Dechlorinating: the step nobody skips

Wherever you live, hard or soft, every drop of new tap water gets dechlorinated first. This is not optional and it is not a step you outgrow.

Here's the part that catches people out. Old advice says to leave a bucket of tap water standing overnight so the chlorine gasses off. That worked when supplies used plain chlorine. Many UK water companies now use chloramine — chlorine bonded to ammonia — and chloramine does not gas off. It'll sit in that bucket for days, and the ammonia half is its own problem for shrimp.
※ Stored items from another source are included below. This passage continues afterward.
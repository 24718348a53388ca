//! 도메인 데이터 모델.
//!
//! 감지 파이프라인이 공유하는 구조체를 정의한다.

pub mod frame;
pub mod geometry;
pub mod watch;
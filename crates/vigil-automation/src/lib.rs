//! # vigil-automation
//!
//! 이펙트 어댑터 크레이트.
//! 상승 에지에서 실행되는 부수 효과 — 포인터/키보드 입력, 데스크톱 알림,
//! 사운드 재생, 창 전면 전환 — 의 포트 구현과, 액션별 실패를 격리하며
//! 순서대로 발화하는 `EffectDispatcher`를 제공한다.

pub mod audio;
pub mod dispatcher;
pub mod input_driver;
pub mod notifier;
pub mod window;
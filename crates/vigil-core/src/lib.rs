//! # vigil-core
//!
//! VIGIL 도메인 모델, 포트(trait) 정의, 에러 타입.
//! 모든 크레이트가 공유하는 핵심 타입과 인터페이스를 제공한다.
//!
//! ## 구조
//!
//! - [`models`] — 도메인 데이터 구조체 (감시 항목, 프레임, 좌표)
//! - [`ports`] — Hexagonal Architecture 포트 인터페이스 (async_trait)
//! - [`error`] — 핵심 에러 타입 (thiserror)
//! - [`config`] — 애플리케이션 설정 구조체

pub mod config;
pub mod error;
pub mod models;
pub mod ports;

#[cfg(test)]
mod tests {
    use crate::config::AppConfig;

    #[test]
    fn config_defaults() {
        let config = AppConfig::default_config();
        assert_eq!(config.detector.tick_interval_ms, 100);
        assert_eq!(config.detector.ocr_lang, "eng");
        assert_eq!(config.detector.ocr_keyword, "skip");
        assert!(config.watches.is_empty());
    }

    #[test]
    fn config_serde_roundtrip() {
        let config = AppConfig::default_config();
        let json = serde_json::to_string(&config).unwrap();
        let back: AppConfig = serde_json::from_str(&json).unwrap();
        assert_eq!(back.detector.tick_interval_ms, config.detector.tick_interval_ms);
        assert_eq!(back.detector.ocr_keyword, config.detector.ocr_keyword);
    }
}
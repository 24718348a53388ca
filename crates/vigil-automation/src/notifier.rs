//! 데스크톱 알림 어댑터.
//!
//! `DesktopNotifier` 포트 구현. notify-rust 기반.

use async_trait::async_trait;
use notify_rust::Notification;
use tracing::debug;

use vigil_core::error::CoreError;
use vigil_core::ports::notifier::DesktopNotifier;

/// 앱 이름 (알림 발신자 표시용)
const APP_NAME: &str = "VIGIL";

/// 데스크톱 알림 어댑터 — notify-rust 기반
pub struct NotifyRustNotifier;

impl NotifyRustNotifier {
    /// 새 알림 어댑터 생성
    pub fn new() -> Self {
        Self
    }
}

impl Default for NotifyRustNotifier {
    fn default() -> Self {
        Self::new()
    }
}

#[async_trait]
impl DesktopNotifier for NotifyRustNotifier {
    async fn show(&self, title: &str, body: &str) -> Result<(), CoreError> {
        debug!("알림: {title}");

        Notification::new()
            .summary(title)
            .body(body)
            .appname(APP_NAME)
            .show()
            .map_err(|e| CoreError::Effect(format!("알림 표시 실패: {e}")))?;

        Ok(())
    }
}

/// No-Op 알림 — 테스트/드라이런용
pub struct NoOpNotifier;

#[async_trait]
impl DesktopNotifier for NoOpNotifier {
    async fn show(&self, title: &str, _body: &str) -> Result<(), CoreError> {
        debug!(title, "[NoOp] 알림");
        Ok(())
    }
}
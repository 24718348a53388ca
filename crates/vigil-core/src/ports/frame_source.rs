//! 프레임 소스 포트.
//!
//! 구현: `vigil-vision` crate (xcap 기반)

use async_trait::async_trait;

use crate::error::CoreError;
use crate::models::frame::CapturedFrame;
use crate::models::geometry::Region;

/// 프레임 소스 — 화면 픽셀 캡처 인터페이스
///
/// 캡처는 틱 주기보다 짧게 끝나야 하며, 실패는 호출자가 로깅하고
/// 해당 틱에서 그 감시 항목을 건너뛴다. 루프를 중단시키는 실패는 없다.
#[async_trait]
pub trait FrameSource: Send + Sync {
    /// 지정 영역(없으면 주 모니터 전체)의 현재 픽셀을 캡처한다
    async fn capture(&self, region: Option<Region>) -> Result<CapturedFrame, CoreError>;

    /// 백엔드 이름 (예: "xcap")
    fn backend_name(&self) -> &str;
}
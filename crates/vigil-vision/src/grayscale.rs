//! 그레이스케일 변환.
//!
//! BT.601 luma 가중치 정수 연산. 캡처 프레임은 매 틱 변환되므로
//! 픽셀 버퍼 직접 접근으로 처리한다.

use image::{GrayImage, RgbaImage};

/// RGBA 프레임을 BT.601 luma 그레이스케일로 변환
///
/// luma = (299·R + 587·G + 114·B) / 1000, 알파는 무시.
pub fn to_luma(rgba: &RgbaImage) -> GrayImage {
    let (w, h) = rgba.dimensions();
    let src = rgba.as_raw();
    let mut out = Vec::with_capacity((w * h) as usize);

    for pixel in src.chunks_exact(4) {
        let r = pixel[0] as u32;
        let g = pixel[1] as u32;
        let b = pixel[2] as u32;
        out.push(((299 * r + 587 * g + 114 * b) / 1000) as u8);
    }

    // w*h 픽셀을 그대로 채웠으므로 from_raw는 항상 성공한다
    GrayImage::from_raw(w, h, out).unwrap_or_else(|| GrayImage::new(w, h))
}
//! Authorization states of a proposal

use crate::account::{ExecutionReceipt, Validity};
use crate::coordinator::error::{CoordinatorError, ErrorKind};
use crate::crypto::TxHash;
use crate::relay::ProposalRecord;
use serde::{Deserialize, Serialize};
use std::fmt;

/// Where a proposal stands, derived from the relay record and the account
#[derive(Clone, Debug, PartialEq, Eq, Serialize, Deserialize)]
#[serde(tag = "state", rename_all = "snake_case")]
pub enum AuthorizationState {
    /// Canonical hash computed, nothing sent yet
    Built,
    /// Stored at the relay, no endorsement counts yet
    Proposed,
    AwaitingThreshold { have: usize, need: u32 },
    /// Waits for earlier nonces of the account to execute
    Queued { nonce: u64, current: u64 },
    ReadyToExecute,
    Executed { receipt: ExecutionReceipt },
    Rejected { reason: String },
    Failed { kind: ErrorKind, reason: String },
    /// The account moved past this nonce; rebuild to continue
    Stale { nonce: u64, current: u64 },
}

impl AuthorizationState {
    /// State of a pending proposal given the acceptance rule's verdict
    pub fn from_validity(validity: Validity) -> Self {
        match validity {
            Validity::Valid => AuthorizationState::ReadyToExecute,
            Validity::StaleNonce { proposal, current } => AuthorizationState::Stale {
                nonce: proposal,
                current,
            },
            Validity::FutureNonce { proposal, current } => AuthorizationState::Queued {
                nonce: proposal,
                current,
            },
            Validity::InsufficientEndorsements { have: 0, .. } => AuthorizationState::Proposed,
            Validity::InsufficientEndorsements { have, need } => {
                AuthorizationState::AwaitingThreshold { have, need }
            }
        }
    }

    /// Terminal state a proposal ends in after `err`, if the error settles it
    pub fn from_terminal_error(err: &CoordinatorError) -> Option<Self> {
        match err {
            CoordinatorError::ProposalConflict(_) | CoordinatorError::RelayRejected(_) => {
                Some(AuthorizationState::Rejected {
                    reason: err.to_string(),
                })
            }
            CoordinatorError::ExecutionReverted(reason) => Some(AuthorizationState::Failed {
                kind: err.kind(),
                reason: reason.clone(),
            }),
            _ => None,
        }
    }

    pub fn is_terminal(&self) -> bool {
        matches!(
            self,
            AuthorizationState::Executed { .. }
                | AuthorizationState::Rejected { .. }
                | AuthorizationState::Failed { .. }
        )
    }

    /// Still collecting endorsements or waiting its turn
    pub fn is_pending(&self) -> bool {
        matches!(
            self,
            AuthorizationState::Proposed
                | AuthorizationState::AwaitingThreshold { .. }
                | AuthorizationState::Queued { .. }
        )
    }

    pub fn receipt(&self) -> Option<&ExecutionReceipt> {
        match self {
            AuthorizationState::Executed { receipt } => Some(receipt),
            _ => None,
        }
    }
}

impl fmt::Display for AuthorizationState {
    fn fmt(&self, f: &mut fmt::Formatter<'_>) -> fmt::Result {
        match self {
            AuthorizationState::Built => write!(f, "built"),
            AuthorizationState::Proposed => write!(f, "proposed"),
            AuthorizationState::AwaitingThreshold { have, need } => {
                write!(f, "awaiting threshold ({}/{})", have, need)
            }
            AuthorizationState::Queued { nonce, current } => {
                write!(f, "queued (nonce {}, account at {})", nonce, current)
            }
            AuthorizationState::ReadyToExecute => write!(f, "ready to execute"),
            AuthorizationState::Executed { receipt } => {
                write!(f, "executed ({})", receipt.receipt_id)
            }
            AuthorizationState::Rejected { reason } => write!(f, "rejected: {}", reason),
            AuthorizationState::Failed { kind, reason } => {
                write!(f, "failed ({:?}): {}", kind, reason)
            }
            AuthorizationState::Stale { nonce, current } => {
                write!(f, "stale (nonce {}, account at {})", nonce, current)
            }
        }
    }
}

/// A pending relay record with its derived state
#[derive(Clone, Debug)]
pub struct PendingProposal {
    pub record: ProposalRecord,
    pub state: AuthorizationState,
}

impl PendingProposal {
    pub fn hash(&self) -> TxHash {
        self.record.hash()
    }
}

/// Result of soliciting one endorsement
#[derive(Clone, Copy, Debug, PartialEq, Eq)]
pub enum EndorseOutcome {
    Accepted,
    /// The signer had already endorsed; nothing was sent
    AlreadyRecorded,
}

/// Final result of a one-shot authorization
#[derive(Clone, Debug, PartialEq, Eq)]
pub struct Authorization {
    pub hash: TxHash,
    pub state: AuthorizationState,
}

#[cfg(test)]
mod tests {
    use super::*;

    #[test]
    fn test_from_validity() {
        assert_eq!(
            AuthorizationState::from_validity(Validity::Valid),
            AuthorizationState::ReadyToExecute
        );
        assert_eq!(
            AuthorizationState::from_validity(Validity::InsufficientEndorsements { have: 0, need: 2 }),
            AuthorizationState::Proposed
        );
        assert_eq!(
            AuthorizationState::from_validity(Validity::InsufficientEndorsements { have: 1, need: 2 }),
            AuthorizationState::AwaitingThreshold { have: 1, need: 2 }
        );
        assert_eq!(
            AuthorizationState::from_validity(Validity::StaleNonce {
                proposal: 4,
                current: 5
            }),
            AuthorizationState::Stale {
                nonce: 4,
                current: 5
            }
        );
        assert!(AuthorizationState::from_validity(Validity::FutureNonce {
            proposal: 6,
            current: 5
        })
        .is_pending());
    }

    #[test]
    fn test_terminal_states() {
        assert!(AuthorizationState::Rejected {
            reason: "conflict".into()
        }
        .is_terminal());
        assert!(!AuthorizationState::Stale {
            nonce: 1,
            current: 2
        }
        .is_terminal());
        assert!(!AuthorizationState::ReadyToExecute.is_pending());
    }

    #[test]
    fn test_terminal_errors() {
        let conflict = CoordinatorError::ProposalConflict(TxHash::repeat_byte(1));
        assert!(matches!(
            AuthorizationState::from_terminal_error(&conflict),
            Some(AuthorizationState::Rejected { .. })
        ));
        assert_eq!(
            AuthorizationState::from_terminal_error(&CoordinatorError::ExecutionReverted(
                "GS013".into()
            )),
            Some(AuthorizationState::Failed {
                kind: ErrorKind::ExecutionReverted,
                reason: "GS013".into()
            })
        );
        let stale = CoordinatorError::StaleNonce {
            proposal: 1,
            current: 2,
        };
        assert_eq!(AuthorizationState::from_terminal_error(&stale), None);
        assert_eq!(
            AuthorizationState::from_terminal_error(&CoordinatorError::Cancelled),
            None
        );
        assert_eq!(AuthorizationState::Built.to_string(), "built");
    }

    #[test]
    fn test_state_serde() {
        let json = serde_json::to_value(AuthorizationState::AwaitingThreshold { have: 1, need: 2 })
            .unwrap();
        assert_eq!(json["state"], "awaiting_threshold");
        assert_eq!(json["have"], 1);
    }
}
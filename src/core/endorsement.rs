//! Signer endorsements over a proposal hash

use crate::core::address::Address;
use crate::crypto::{recover_signer, KeyError, Signature, TxHash};
use serde::{Deserialize, Serialize};

/// A single signer's approval of a proposal hash
#[derive(Clone, Debug, PartialEq, Eq, Serialize, Deserialize)]
pub struct Endorsement {
    /// Hash that was signed
    pub proposal_hash: TxHash,
    /// Identity claiming the signature
    pub signer: Address,
    /// `r || s || v` signature bytes
    pub signature: Signature,
}

impl Endorsement {
    pub fn new(proposal_hash: TxHash, signer: Address, signature: Signature) -> Self {
        Self {
            proposal_hash,
            signer,
            signature,
        }
    }

    /// Check that the signature recovers to the claimed signer
    pub fn verify(&self) -> Result<bool, KeyError> {
        Ok(recover_signer(&self.proposal_hash, &self.signature)? == self.signer)
    }

    /// Like [`Endorsement::verify`] but treats malformed signatures as invalid
    pub fn is_authentic(&self) -> bool {
        self.verify().unwrap_or(false)
    }
}
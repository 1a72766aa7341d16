//! CLI commands for the coordinator
//!
//! Offline commands build and sign proposals; relay commands read what a
//! relay service holds.

use crate::coordinator::CoordinatorConfig;
use crate::core::{build_from_strings, parse_address, SafeTxParams, TransactionProposal};
use crate::crypto::{ShortHex, Signature, TxHash};
use crate::relay::{ProposalRecord, RecordStatus, RelayClient};
use crate::signer::{LocalSigner, Signer};
use alloy_primitives::U256;

/// Result type for CLI operations
pub type CliResult<T> = Result<T, Box<dyn std::error::Error>>;

/// Textual description of a proposal as given on the command line
#[derive(Debug, Clone)]
pub struct ProposalInput {
    pub account: String,
    pub target: String,
    pub method: String,
    pub args: Vec<String>,
    pub value: Option<U256>,
    pub nonce: u64,
}

/// Build a proposal and print its canonical hash
pub fn cmd_hash(input: &ProposalInput, config: &CoordinatorConfig) -> CliResult<TransactionProposal> {
    let account = parse_address(&input.account)?;
    let intent = build_from_strings(&input.target, &input.method, &input.args, input.value)?;
    let proposal = TransactionProposal::new(
        intent,
        SafeTxParams::default(),
        account,
        input.nonce,
        config.chain_id,
    );

    println!("📝 Proposal");
    println!("   Account:  {}", proposal.account);
    println!("   Chain:    {}", proposal.chain_id);
    println!("   Nonce:    {}", proposal.nonce);
    println!("   Target:   {}", proposal.intent.target);
    println!("   Method:   {}", proposal.intent.describe_call());
    println!("   Value:    {}", proposal.intent.value);
    println!("   Data:     0x{}", hex::encode(&proposal.intent.data));
    println!("   Hash:     {}", proposal.hash);

    Ok(proposal)
}

/// Sign a proposal hash with a local key
pub async fn cmd_sign(private_key: &str, hash: &str) -> CliResult<Signature> {
    let hash: TxHash = hash.parse()?;
    let signer = LocalSigner::from_private_key_hex(private_key)?;
    let signature = signer.sign(&hash).await?;

    println!("✍️  Signed {}", hash);
    println!("   Signer:    {}", signer.identity());
    println!("   Signature: {}", signature.to_hex());

    Ok(signature)
}

/// Show a proposal stored at the relay
pub async fn cmd_show(relay: &dyn RelayClient, hash: &str) -> CliResult<ProposalRecord> {
    let hash: TxHash = hash.parse()?;
    let record = relay.fetch(&hash).await?;

    println!("📄 Proposal {}", record.hash());
    println!("   Account:   {}", record.proposal.account);
    println!("   Nonce:     {}", record.proposal.nonce);
    println!(
        "   Call:      {} on {}",
        record.proposal.intent.describe_call(),
        record.proposal.intent.target
    );
    println!("   Submitted: {}", record.submitted_at.format("%Y-%m-%d %H:%M:%S UTC"));
    println!("   Status:    {}", describe_status(&record.status));
    println!("   Endorsed by ({}):", record.endorsements.len());
    for endorsement in &record.endorsements {
        let mark = if endorsement.is_authentic() { "✅" } else { "❌" };
        println!("     {} {}", mark, endorsement.signer);
    }

    Ok(record)
}

/// List unexecuted proposals of an account
pub async fn cmd_pending(relay: &dyn RelayClient, account: &str) -> CliResult<Vec<ProposalRecord>> {
    let account = parse_address(account)?;
    let records = relay.list_pending(&account).await?;

    if records.is_empty() {
        println!("📭 No pending proposals for {}", account);
        return Ok(records);
    }

    println!("📋 Pending proposals for {} ({}):", account, records.len());
    println!("{:-<80}", "");
    for record in &records {
        println!(
            "  #{:<5} {}  {}  ({} endorsements)",
            record.proposal.nonce,
            record.hash().short(),
            record.proposal.intent.describe_call(),
            record.endorsements.len()
        );
    }

    Ok(records)
}

fn describe_status(status: &RecordStatus) -> String {
    match status {
        RecordStatus::Pending => "pending".to_string(),
        RecordStatus::Executed { receipt } => format!(
            "executed {} ({})",
            receipt.receipt_id,
            receipt.executed_at.format("%Y-%m-%d %H:%M:%S UTC")
        ),
        RecordStatus::Failed { reason } => format!("failed: {}", reason),
    }
}
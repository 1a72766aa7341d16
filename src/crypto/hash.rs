//! Cryptographic hashing utilities
//!
//! keccak-256 and the 32-byte digest type come from `alloy-primitives`; this
//! module adds the helpers the rest of the crate shares.

use alloy_primitives::{Keccak256, B256};
use thiserror::Error;

pub use alloy_primitives::keccak256;

/// A 32-byte transaction digest, rendered as `0x` hex
pub type TxHash = B256;

/// Computes keccak-256 over several byte slices as if they were concatenated
pub fn keccak256_concat(parts: &[&[u8]]) -> B256 {
    let mut hasher = Keccak256::new();
    for part in parts {
        hasher.update(part);
    }
    hasher.finalize()
}

/// Decode a hex string with an optional `0x` prefix
pub fn decode_hex(value: &str) -> Result<Vec<u8>, HashError> {
    let trimmed = value
        .strip_prefix("0x")
        .or_else(|| value.strip_prefix("0X"))
        .unwrap_or(value);
    hex::decode(trimmed).map_err(|e| HashError::InvalidHex(e.to_string()))
}

/// Errors while parsing hex input
#[derive(Error, Debug, Clone, PartialEq, Eq)]
pub enum HashError {
    #[error("Invalid hex: {0}")]
    InvalidHex(String),
}

/// Abbreviated hex form for log lines
pub trait ShortHex {
    fn short(&self) -> String;
}

impl ShortHex for B256 {
    fn short(&self) -> String {
        format!("0x{}", hex::encode(&self[..6]))
    }
}
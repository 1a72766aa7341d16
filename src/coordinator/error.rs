//! Coordinator errors

use crate::account::ExecutionError;
use crate::core::{Address, BuildError};
use crate::crypto::TxHash;
use crate::relay::RelayError;
use crate::signer::SignerError;
use serde::{Deserialize, Serialize};
use thiserror::Error;

/// Category of a coordinator failure
#[derive(Debug, Clone, Copy, PartialEq, Eq, Hash, Serialize, Deserialize)]
#[serde(rename_all = "snake_case")]
pub enum ErrorKind {
    Build,
    RelayUnavailable,
    UnknownProposal,
    ProposalConflict,
    RelayRejected,
    SignatureDeclined,
    SignerUnavailable,
    UnauthorizedSigner,
    StaleNonce,
    ExecutionReverted,
    ExecutionUnavailable,
    Cancelled,
}

/// Errors surfaced by [`crate::coordinator::Coordinator`]
#[derive(Error, Debug, Clone, PartialEq, Eq)]
pub enum CoordinatorError {
    #[error("Build failed: {0}")]
    Build(#[from] BuildError),
    #[error("Relay unavailable: {0}")]
    RelayUnavailable(String),
    #[error("Unknown proposal: {0}")]
    UnknownProposal(TxHash),
    #[error("Relay holds a different proposal under {0}")]
    ProposalConflict(TxHash),
    #[error("Relay rejected request: {0}")]
    RelayRejected(String),
    #[error("Signer {signer} declined: {reason}")]
    SignatureDeclined { signer: Address, reason: String },
    #[error("Signer {signer} unavailable: {reason}")]
    SignerUnavailable { signer: Address, reason: String },
    #[error("{signer} is not a signer of {account}")]
    UnauthorizedSigner { signer: Address, account: Address },
    #[error("Nonce {proposal} is stale, account is at {current}")]
    StaleNonce { proposal: u64, current: u64 },
    #[error("Execution reverted: {0}")]
    ExecutionReverted(String),
    #[error("Execution layer unavailable: {0}")]
    ExecutionUnavailable(String),
    #[error("Operation cancelled")]
    Cancelled,
}

impl CoordinatorError {
    pub fn kind(&self) -> ErrorKind {
        match self {
            CoordinatorError::Build(_) => ErrorKind::Build,
            CoordinatorError::RelayUnavailable(_) => ErrorKind::RelayUnavailable,
            CoordinatorError::UnknownProposal(_) => ErrorKind::UnknownProposal,
            CoordinatorError::ProposalConflict(_) => ErrorKind::ProposalConflict,
            CoordinatorError::RelayRejected(_) => ErrorKind::RelayRejected,
            CoordinatorError::SignatureDeclined { .. } => ErrorKind::SignatureDeclined,
            CoordinatorError::SignerUnavailable { .. } => ErrorKind::SignerUnavailable,
            CoordinatorError::UnauthorizedSigner { .. } => ErrorKind::UnauthorizedSigner,
            CoordinatorError::StaleNonce { .. } => ErrorKind::StaleNonce,
            CoordinatorError::ExecutionReverted(_) => ErrorKind::ExecutionReverted,
            CoordinatorError::ExecutionUnavailable(_) => ErrorKind::ExecutionUnavailable,
            CoordinatorError::Cancelled => ErrorKind::Cancelled,
        }
    }

    /// Worth retrying with the same payload
    pub fn is_transient(&self) -> bool {
        matches!(
            self.kind(),
            ErrorKind::RelayUnavailable
                | ErrorKind::SignerUnavailable
                | ErrorKind::ExecutionUnavailable
        )
    }

    /// The proposal must be rebuilt against the current nonce
    pub fn is_rebuild_signal(&self) -> bool {
        self.kind() == ErrorKind::StaleNonce
    }
}

impl From<RelayError> for CoordinatorError {
    fn from(e: RelayError) -> Self {
        match e {
            RelayError::Unavailable(detail) => CoordinatorError::RelayUnavailable(detail),
            RelayError::UnknownProposal(hash) => CoordinatorError::UnknownProposal(hash),
            RelayError::Conflict(hash) => CoordinatorError::ProposalConflict(hash),
            RelayError::Rejected(reason) => CoordinatorError::RelayRejected(reason),
        }
    }
}

impl From<ExecutionError> for CoordinatorError {
    fn from(e: ExecutionError) -> Self {
        match e {
            ExecutionError::Reverted(reason) => CoordinatorError::ExecutionReverted(reason),
            ExecutionError::Unavailable(detail) => CoordinatorError::ExecutionUnavailable(detail),
            ExecutionError::UnknownAccount(account) => {
                CoordinatorError::ExecutionReverted(format!("account {} not found", account))
            }
        }
    }
}

/// Attach the signer identity to a signer failure
pub(crate) fn signer_error(signer: Address, e: SignerError) -> CoordinatorError {
    match e {
        SignerError::Declined(reason) => CoordinatorError::SignatureDeclined { signer, reason },
        SignerError::Unavailable(reason) => CoordinatorError::SignerUnavailable { signer, reason },
    }
}

#[cfg(test)]
mod tests {
    use super::*;

    #[test]
    fn test_kinds_and_categories() {
        let relay_down: CoordinatorError = RelayError::Unavailable("timeout".into()).into();
        assert_eq!(relay_down.kind(), ErrorKind::RelayUnavailable);
        assert!(relay_down.is_transient());

        let conflict: CoordinatorError = RelayError::Conflict(TxHash::repeat_byte(1)).into();
        assert_eq!(conflict.kind(), ErrorKind::ProposalConflict);
        assert!(!conflict.is_transient());

        let reverted: CoordinatorError = ExecutionError::Reverted("GS013".into()).into();
        assert_eq!(reverted.kind(), ErrorKind::ExecutionReverted);
        assert!(!reverted.is_rebuild_signal());

        let stale = CoordinatorError::StaleNonce {
            proposal: 4,
            current: 5,
        };
        assert!(stale.is_rebuild_signal());
        assert!(!stale.is_transient());
        assert!(!CoordinatorError::Cancelled.is_transient());
    }

    #[test]
    fn test_signer_errors_name_the_signer() {
        let signer = Address::repeat_byte(2);
        let err = signer_error(signer, SignerError::Declined("user rejected".into()));
        assert_eq!(err.kind(), ErrorKind::SignatureDeclined);
        assert!(err.to_string().contains("user rejected"));
        assert!(!err.is_transient());

        let err = signer_error(signer, SignerError::Unavailable("device locked".into()));
        assert_eq!(err.kind(), ErrorKind::SignerUnavailable);
        assert!(err.is_transient());
    }
}
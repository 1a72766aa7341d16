//! Config file loading

use crate::coordinator::CoordinatorConfig;
use std::fs;
use std::path::Path;
use thiserror::Error;

#[derive(Error, Debug)]
pub enum ConfigError {
    #[error("Cannot read config file: {0}")]
    Io(#[from] std::io::Error),
    #[error("Invalid config file: {0}")]
    Parse(#[from] serde_json::Error),
}

/// Load a JSON config; missing fields keep their defaults
pub fn load_config(path: &Path) -> Result<CoordinatorConfig, ConfigError> {
    let data = fs::read_to_string(path)?;
    let config: CoordinatorConfig = serde_json::from_str(&data)?;
    log::debug!("Loaded config from {:?}", path);
    Ok(config)
}
//! Relay client
//!
//! The relay is an off-chain store for proposals that have not executed yet.
//! It keeps the proposal plus an append-only list of endorsements, keyed by
//! the canonical hash, so signers can find and confirm it asynchronously.

pub mod http;
pub mod memory;
pub mod record;
pub mod wire;

use crate::account::ExecutionReceipt;
use crate::core::{Address, Endorsement, TransactionProposal};
use crate::crypto::TxHash;
use async_trait::async_trait;
use thiserror::Error;

pub use http::HttpRelayClient;
pub use memory::InMemoryRelay;
pub use record::{ProposalRecord, RecordStatus};

/// Errors from the relay
#[derive(Error, Debug, Clone, PartialEq, Eq)]
pub enum RelayError {
    /// Transport failure, timeout or server error; the call may be retried
    #[error("Relay unavailable: {0}")]
    Unavailable(String),
    #[error("Unknown proposal: {0}")]
    UnknownProposal(TxHash),
    /// A different proposal is already stored under this hash
    #[error("Conflicting proposal stored under {0}")]
    Conflict(TxHash),
    /// Well-formed request the relay refused
    #[error("Relay rejected request: {0}")]
    Rejected(String),
}

impl RelayError {
    pub fn is_transient(&self) -> bool {
        matches!(self, RelayError::Unavailable(_))
    }
}

/// Terminal marker stored with a record once execution settled
#[derive(Clone, Debug, PartialEq, Eq)]
pub enum RecordOutcome {
    Executed(ExecutionReceipt),
    Failed(String),
}

impl From<RecordOutcome> for RecordStatus {
    fn from(outcome: RecordOutcome) -> Self {
        match outcome {
            RecordOutcome::Executed(receipt) => RecordStatus::Executed { receipt },
            RecordOutcome::Failed(reason) => RecordStatus::Failed { reason },
        }
    }
}

/// Operations the coordinator needs from a relay
#[async_trait]
pub trait RelayClient: Send + Sync {
    /// Store a proposal with its initiator's endorsement; idempotent per hash
    async fn propose(
        &self,
        proposal: &TransactionProposal,
        endorsement: &Endorsement,
    ) -> Result<TxHash, RelayError>;

    async fn fetch(&self, hash: &TxHash) -> Result<ProposalRecord, RelayError>;

    /// Append an endorsement; resubmitting an identical one is a no-op
    async fn confirm(&self, hash: &TxHash, endorsement: &Endorsement) -> Result<(), RelayError>;

    /// Unexecuted proposals of an account, by nonce then submission time
    async fn list_pending(&self, account: &Address) -> Result<Vec<ProposalRecord>, RelayError>;

    async fn record_outcome(&self, hash: &TxHash, outcome: RecordOutcome) -> Result<(), RelayError>;
}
Standing water is not a safe shortcut anymore.

Use a liquid water conditioner that explicitly states it neutralises chloramine as well as chlorine, and add it to every batch of new water. You don't need the versions loaded with "slime coat" additives aimed at fish; a plain, honest dechlorinator that handles chloramine is all a shrimp tank wants. We keep this deliberately boring, and we've written up what to look for in shrimp-safe dechlorinators and conditioners.

What else can hide in tap water

Two other tap-water issues come up often enough to name. The first is copper, which shrimp are exquisitely sensitive to. It can leach from old copper pipework, especially from water that's been standing in the pipes overnight or in a rarely used run. If you're in an older property, drawing your tank water from the cold tap after it's run for a few seconds clears the first-draw standing water and the trace metal with it. The trace copper in a quality plant fertiliser is a non-issue; standing pipe water is the one to think about. We go deeper in copper and shrimp: the silent killer.

The second is temperature. Cold tap water in a British winter can be startlingly cold, and adding a big slug of it to a warm tank is exactly the kind of swing that triggers a bad moult. Match the new water to the tank before it goes in, and keep water changes small and regular rather than large and occasional.

Get those habits in place and, for most of the country, your tap is your friend. This whole approach folds into the wider routine in our cherry shrimp care guide, which pulls water, feeding and maintenance together into one week.

FAQ

Can cherry shrimp live in tap water?

In most of the UK, yes. Dechlorinated tap water is what our own colonies live in. Hard-water regions like London and the South East are generally fine straight from the tap once conditioned. Soft-water regions such as much of Wales, Scotland, Cornwall and the North West need a GH+ remineraliser to bring minerals up to GH 6–12. The one non-negotiable everywhere is a dechlorinator rated for chloramine.

Is London tap water OK for shrimp?

Yes. London tap water runs hard, around 260ppm or roughly GH 14–15, which sits at the high end of the ideal range and suits Neocaridina well. Just dechlorinate it and match the temperature before it goes in. Don't be tempted to soften it — hard water builds good shells, and chasing a lower GH causes more problems than it solves.

How do I know if my water is too soft for shrimp?

Test the GH with a liquid test kit, or check your water company's postcode report and convert their ppm figure to dGH by dividing by about 18. Anything under GH 6 is too soft for reliable moulting and needs remineralising up to range. Failed moults and shrimp fading mid-moult in an otherwise clean tank are the classic symptoms of soft water.

Do I need RO water for cherry shrimp?

Only in soft-water regions, and even then it's optional. If your tap is already soft you can remineralise it directly rather than buying RO. RO comes into its own when you want identical water every batch, or when your tap carries something you'd rather not dose, but hard-water keepers rarely need it at all. Neocaridina are not Caridina — they don't want soft, acidic RO water as standard.

What is the GH of UK tap water?

It ranges enormously. Hard regions like the South East run GH 12–18 or higher, while soft regions such as Scotland, Wales and Cornwall can sit as low as GH 2–4. There's no single national figure, which is exactly why you check your own postcode report rather than trusting a rule of thumb. The 6–12 shrimp want falls right in the middle of that national spread.